● **DATA SHOWN**
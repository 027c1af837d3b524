use crate::human_helpers::format_violation_human;
use crate::report::{AuditReport, RulesReport};
use crate::OutputFormatter;

pub struct HumanFormatter;

impl OutputFormatter for HumanFormatter {
    fn format_audit(&self, report: &AuditReport) -> String {
        if report.violations.is_empty() {
            return String::new(); // Clean audit = empty stdout
        }

        let mut out = String::new();
        for v in &report.violations {
            out.push_str(&format_violation_human(v, &report.source));
        }

        let s = &report.summary;
        out.push_str(&format!(
            "\n{} error(s), {} warning(s), {} info in {}\n",
            s.errors, s.warnings, s.info, report.source,
        ));

        out
    }

    fn format_rules(&self, report: &RulesReport) -> String {
        let width = report.rules.iter().map(|r| r.id.len()).max().unwrap_or(0);
        let mut out = String::new();
        for r in &report.rules {
            out.push_str(&format!(
                "{:<width$}  {:<7}  {}\n",
                r.id,
                r.severity.as_str(),
                r.description,
                width = width,
            ));
        }
        out.push_str(&format!("{} rule(s)\n", report.rules.len()));
        out
    }
}
use std::io::Write;

use clap::CommandFactory;
use clap_complete::{generate, Shell};

use crate::cli_args::Cli;

/// Run `lumen completion <shell>` -- write the completion script to stdout.
pub fn run(shell: Shell) -> i32 {
    let mut cmd = Cli::command();
    let bin_name = cmd.get_name().to_string();
    let mut stdout = std::io::stdout().lock();
    generate(shell, &mut cmd, bin_name, &mut stdout);
    match stdout.flush() {
        Ok(()) => 0,
        Err(e) => {
            eprintln!("lumen completion: failed to write script: {}", e);
            2
        }
    }
}
use std::path::PathBuf;

use clap::{Parser, Subcommand};
use clap_complete::Shell;

#[derive(Parser, Debug)]
#[command(name = "lumen", version, about = "Accessibility checks for UI component trees")]
pub(crate) struct Cli {
    #[command(subcommand)]
    pub command: Commands,

    /// Output as structured JSON
    #[arg(long, global = true)]
    pub json: bool,

    /// Log evaluation details to stderr
    #[arg(long, global = true)]
    pub verbose: bool,
}

#[derive(Subcommand, Debug)]
pub(crate) enum Commands {
    /// Audit a component tree stored as JSON
    Check {
        /// Path to the tree document
        file: PathBuf,
        /// Report every violation as an error
        #[arg(long)]
        strict: bool,
        /// Skip a rule by id (repeatable)
        #[arg(long, value_name = "RULE")]
        ignore: Vec<String>,
        /// Replace a rule's message, as RULE=TEXT (repeatable)
        #[arg(long, value_name = "RULE=TEXT", value_parser = parse_message)]
        message: Vec<(String, String)>,
    },

    /// List the built-in rules
    Rules,

    /// Generate shell completions
    Completion {
        /// Shell to generate for
        #[arg(value_enum)]
        shell: Shell,
    },
}

/// Parse `RULE=TEXT`. The text may itself contain `=`.
pub(crate) fn parse_message(raw: &str) -> Result<(String, String), String> {
    match raw.split_once('=') {
        Some((rule, text)) if !rule.trim().is_empty() => {
            Ok((rule.trim().to_string(), text.to_string()))
        }
        _ => Err(format!("expected RULE=TEXT, got '{raw}'")),
    }
}

#[cfg(test)]
#[path = "cli_args_tests.rs"]
mod tests;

● **YOUR OBJECTIVE**
Copy out each line of the material and keep every word unchanged.

● **ANSWER BOX**
repository 027c1af837d3b524
use crate::human_helpers::format_violation_human;
use crate::report::{AuditReport, RulesReport};
use crate::OutputFormatter;

pub struct HumanFormatter;

impl OutputFormatter for HumanFormatter {
    fn format_audit(&self, report: &AuditReport) -> String {
        if report.violations.is_empty() {
            return String::new(); // Clean audit = empty stdout
        }

        let mut out = String::new();
        for v in &report.violations {
            out.push_str(&format_violation_human(v, &report.source));
        }

        let s = &report.summary;
        out.push_str(&format!(
            "\n{} error(s), {} warning(s), {} info in {}\n",
            s.errors, s.warnings, s.info, report.source,
        ));

        out
    }

    fn format_rules(&self, report: &RulesReport) -> String {
        let width = report.rules.iter().map(|r| r.id.len()).max().unwrap_or(0);
        let mut out = String::new();
        for r in &report.rules {
            out.push_str(&format!(
                "{:<width$}  {:<7}  {}\n",
                r.id,
                r.severity.as_str(),
                r.description,
                width = width,
            ));
        }
        out.push_str(&format!("{} rule(s)\n", report.rules.len()));
        out
    }
}
use std::io::Write;

use clap::CommandFactory;
use clap_complete::{generate, Shell};

use crate::cli_args::Cli;

/// Run `lumen completion <shell>` -- write the completion script to stdout.
pub fn run(shell: Shell) -> i32 {
    let mut cmd = Cli::command();
    let bin_name = cmd.get_name().to_string();
    let mut stdout = std::io::stdout().lock();
    generate(shell, &mut cmd, bin_name, &mut stdout);
    match stdout.flush() {
        Ok(()) => 0,
        Err(e) => {
            eprintln!("lumen completion: failed to write script: {}", e);
            2
        }
    }
}
use std::path::PathBuf;

use clap::{Parser, Subcommand};
use clap_complete::Shell;

#[derive(Parser, Debug)]
#[command(name = "lumen", version, about = "Accessibility checks for UI component trees")]
pub(crate) struct Cli {
    #[command(subcommand)]
    pub command: Commands,

    /// Output as structured JSON
    #[arg(long, global = true)]
    pub json: bool,

    /// Log evaluation details to stderr
    #[arg(long, global = true)]
    pub verbose: bool,
}

#[derive(Subcommand, Debug)]
pub(crate) enum Commands {
    /// Audit a component tree stored as JSON
    Check {
        /// Path to the tree document
        file: PathBuf,
        /// Report every violation as an error
        #[arg(long)]
        strict: bool,
        /// Skip a rule by id (repeatable)
        #[arg(long, value_name = "RULE")]
        ignore: Vec<String>,
        /// Replace a rule's message, as RULE=TEXT (repeatable)
        #[arg(long, value_name = "RULE=TEXT", value_parser = parse_message)]
        message: Vec<(String, String)>,
    },

    /// List the built-in rules
    Rules,

    /// Generate shell completions
    Completion {
        /// Shell to generate for
        #[arg(value_enum)]
        shell: Shell,
    },
}

/// Parse `RULE=TEXT`. The text may itself contain `=`.
pub(crate) fn parse_message(raw: &str) -> Result<(String, String), String> {
    match raw.split_once('=') {
        Some((rule, text)) if !rule.trim().is_empty() => {
            Ok((rule.trim().to_string(), text.to_string()))
        }
        _ => Err(format!("expected RULE=TEXT, got '{raw}'")),
    }
}

#[cfg(test)]
#[path = "cli_args_tests.rs"]
mod tests;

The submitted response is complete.